This package aims to provide an easy way to set up a question answering system,
Taking as input just raw text question answer pairs. The principal used is question similirity, ie the most similar question to a
given query is found and the answer corrosponding to the said question is answered. For this purpose KNN algorithm is used, And Batch hard Tripet
Loss is used to train a sentence transformer model.

Installation

Install with pip

pip install Bani
python -m spacy download en_core_web_md

This will install all the necessary packages , including the correct version of sentence transformers and transformers.

Copy the source code

Clone or download the source and then

python -m spacy download en_core_web_md
cd Bani ; pip install -r requirements

Getting Started

See the tutorial notebook for a quick introduction to the usage of the package.

Docs

FAQ

class FAQ (self,name : str,questions : List[str] = None, answers : List[str] = None)

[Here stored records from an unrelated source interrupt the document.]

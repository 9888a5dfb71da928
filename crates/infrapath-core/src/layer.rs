// SPDX-License-Identifier: Apache-2.0
// © James Ross Ω FLYING•ROBOTS <https://github.com/flyingrobots>
//! Neighborhood queries over the resource graph.
//!
//! A [`DependencyLayer`] controls how far an upstream or downstream walk
//! travels and which resources it reports. Functionality comes from the
//! knowledge base: glue resources (`Unknown` functionality) are traversed
//! through, functional resources stop the walk.
use std::collections::{BTreeSet, VecDeque};

use serde::{Deserialize, Serialize};

use crate::error::{ResolveError, ResolveResult};
use crate::graph_view::GraphView;
use crate::ident::ResourceId;
use crate::kb::KnowledgeBase;
use crate::template::Direction;

/// Granularity of a neighborhood query.
#[derive(Clone, Copy, Debug, PartialEq, Eq, Hash, Serialize, Deserialize)]
#[serde(rename_all = "snake_case")]
pub enum DependencyLayer {
    /// Immediate neighbors only.
    Direct,
    /// Glue resources reachable through other glue resources.
    Glue,
    /// Glue resources plus the first functional resource on each branch.
    FirstFunctional,
    /// Everything transitively reachable.
    All,
}

/// Resources reachable from `id` in `direction` within `layer`, in id order.
/// `id` itself is never reported.
pub fn dependencies(
    kb: &dyn KnowledgeBase,
    view: GraphView<'_>,
    id: &ResourceId,
    direction: Direction,
    layer: DependencyLayer,
) -> ResolveResult<Vec<ResourceId>> {
    if !view.contains(id) {
        return Err(ResolveError::MissingResource(id.clone()));
    }
    let mut found = BTreeSet::new();
    let mut visited = BTreeSet::from([id.clone()]);
    let mut queue = VecDeque::from([id.clone()]);
    while let Some(current) = queue.pop_front() {
        for next in step(view, &current, direction) {
            if !visited.insert(next.clone()) {
                continue;
            }
            let glue = !kb.functionality(next).is_known();
            let (report, descend) = match layer {
                DependencyLayer::Direct => (true, false),
                DependencyLayer::Glue => (glue, glue),
                DependencyLayer::FirstFunctional => (true, glue),
                DependencyLayer::All => (true, true),
            };
            if report {
                found.insert(next.clone());
            }
            if descend {
                queue.push_back(next.clone());
            }
        }
    }
    Ok(found.into_iter().collect())
}

/// Downstream dependencies of `id` within `layer`.
pub fn downstream(
    kb: &dyn KnowledgeBase,
    view: GraphView<'_>,
    id: &ResourceId,
    layer: DependencyLayer,
) -> ResolveResult<Vec<ResourceId>> {
    dependencies(kb, view, id, Direction::Downstream, layer)
}

/// Upstream dependents of `id` within `layer`.
pub fn upstream(
    kb: &dyn KnowledgeBase,
    view: GraphView<'_>,
    id: &ResourceId,
    layer: DependencyLayer,
) -> ResolveResult<Vec<ResourceId>> {
    dependencies(kb, view, id, Direction::Upstream, layer)
}

/// Resources at most `depth` hops from `id` in `direction`, ordered by hop
/// distance and then by id. Functionality is ignored.
pub fn neighborhood(
    view: GraphView<'_>,
    id: &ResourceId,
    direction: Direction,
    depth: usize,
) -> Vec<ResourceId> {
    let mut out = Vec::new();
    let mut visited = BTreeSet::from([id.clone()]);
    let mut frontier = vec![id.clone()];
    for _ in 0..depth {
        let mut next_frontier = BTreeSet::new();
        for current in &frontier {
            for next in step(view, current, direction) {
                if visited.insert(next.clone()) {
                    next_frontier.insert(next.clone());
                }
            }
        }
        if next_frontier.is_empty() {
            break;
        }
        out.extend(next_frontier.iter().cloned());
        frontier = next_frontier.into_iter().collect();
    }
    out
}

fn step<'a>(
    view: GraphView<'a>,
    id: &ResourceId,
    direction: Direction,
) -> Box<dyn Iterator<Item = &'a ResourceId> + 'a> {
    match direction {
        Direction::Downstream => Box::new(view.targets_of(id)),
        Direction::Upstream => Box::new(view.sources_of(id)),
    }
}

#[cfg(test)]
mod tests {
    #![allow(clippy::unwrap_used)]
    use super::*;
    use crate::graph::ResourceGraph;
    use crate::kb::TemplateKb;
    use crate::record::Resource;
    use crate::template::ResourceTemplate;

    fn id(ty: &str, name: &str) -> ResourceId {
        ResourceId::new("aws", ty, name)
    }

    // lambda -> sg -> subnet -> vpc, lambda -> role, rds -> subnet
    fn fixture() -> (TemplateKb, ResourceGraph) {
        let mut kb = TemplateKb::new();
        for (ty, tag) in [
            ("lambda", Some("compute")),
            ("sg", None),
            ("subnet", Some("network")),
            ("vpc", Some("network")),
            ("role", None),
            ("rds", Some("storage")),
        ] {
            let mut t = ResourceTemplate::new(&ResourceId::of_type("aws", ty));
            t.classification.extend(tag.map(String::from));
            kb.add_resource(t).unwrap();
        }
        let mut g = ResourceGraph::new();
        for (ty, name) in [
            ("lambda", "fn"),
            ("sg", "sg"),
            ("subnet", "a"),
            ("vpc", "main"),
            ("role", "r"),
            ("rds", "db"),
        ] {
            g.add_resource(Resource::new(id(ty, name)));
        }
        for (a, b) in [
            (id("lambda", "fn"), id("sg", "sg")),
            (id("sg", "sg"), id("subnet", "a")),
            (id("subnet", "a"), id("vpc", "main")),
            (id("lambda", "fn"), id("role", "r")),
            (id("rds", "db"), id("subnet", "a")),
        ] {
            g.add_edge(&a, &b).unwrap();
        }
        (kb, g)
    }

    #[test]
    fn layers_differ_in_how_far_they_walk() {
        let (kb, g) = fixture();
        let view = GraphView::new(&g);
        let start = id("lambda", "fn");
        let walk = |layer| downstream(&kb, view, &start, layer).unwrap();

        assert_eq!(walk(DependencyLayer::Direct), vec![id("role", "r"), id("sg", "sg")]);
        assert_eq!(walk(DependencyLayer::Glue), vec![id("role", "r"), id("sg", "sg")]);
        assert_eq!(
            walk(DependencyLayer::FirstFunctional),
            vec![id("role", "r"), id("sg", "sg"), id("subnet", "a")]
        );
        assert_eq!(walk(DependencyLayer::All).len(), 4);
    }

    #[test]
    fn upstream_walks_incoming_edges() {
        let (kb, g) = fixture();
        let view = GraphView::new(&g);
        let ups = upstream(&kb, view, &id("subnet", "a"), DependencyLayer::All).unwrap();
        assert_eq!(ups, vec![id("lambda", "fn"), id("rds", "db"), id("sg", "sg")]);
    }

    #[test]
    fn neighborhood_is_depth_bounded() {
        let (_, g) = fixture();
        let view = GraphView::new(&g);
        let start = id("lambda", "fn");
        assert_eq!(neighborhood(view, &start, Direction::Downstream, 1).len(), 2);
        assert_eq!(
            neighborhood(view, &start, Direction::Downstream, 2),
            vec![id("role", "r"), id("sg", "sg"), id("subnet", "a")]
        );
        assert_eq!(neighborhood(view, &start, Direction::Downstream, 9).len(), 4);
    }

    #[test]
    fn unknown_resource_is_an_error() {
        let (kb, g) = fixture();
        let err = downstream(&kb, GraphView::new(&g), &id("lambda", "nope"), DependencyLayer::All)
            .unwrap_err();
        assert!(matches!(err, ResolveError::MissingResource(_)));
    }
}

All the user supplied FAQs are stored in the FAQ class, The FAQ class further runs sanity checks on the faqs ,and provides interface to
generate questions and assign vectors.

Parameters
 name : The name of an FAQ , all FAQs must have unique names.  
 questions : list of questions or None.  
 answers : list of corrosponding answers or None.  
(if questions are None answers must also be None , and the FAQ will be empty , you can load this empty faq with another presaved FAQ)
Methods
 getAnswerWithLabel(self, label : int) -> Answer  
 getQuestionWithLabel(self, label : int) -> Question  
 buildFAQ(self,generator : GenerateManager,model = None) : this method will generate questions using the given generator , and   
                                                         if the model is also provided , it will assign the vectors to questions as well.  
 isEmpty(self) -> bool : Returns true if the FAQ is empty  
 isUsable(self) -> bool : Returns true if buildFAQ has been called and questions are generated.
 hasVectorsAssigned(self) -> bool : Returns true if all the questions have vectors assigned.  
 load(self,rootDirPath) -> None : Loads the FAQ with the name as self.name  within the root directory.  
 save(self,rootDirPath) -> None : Saves the current object (self) as (self.name).pkl in the root directory.  
 resetAssignedVectors -> None : Resets all the FAQ's assigned vectors to None.  
 resetFAQ -> None : Resets the FAQ to an empty FAQ.  

GenerateManager

class GenerateManager (self , producers : List[Any], names : List[str] = None, nums : List[int] = None)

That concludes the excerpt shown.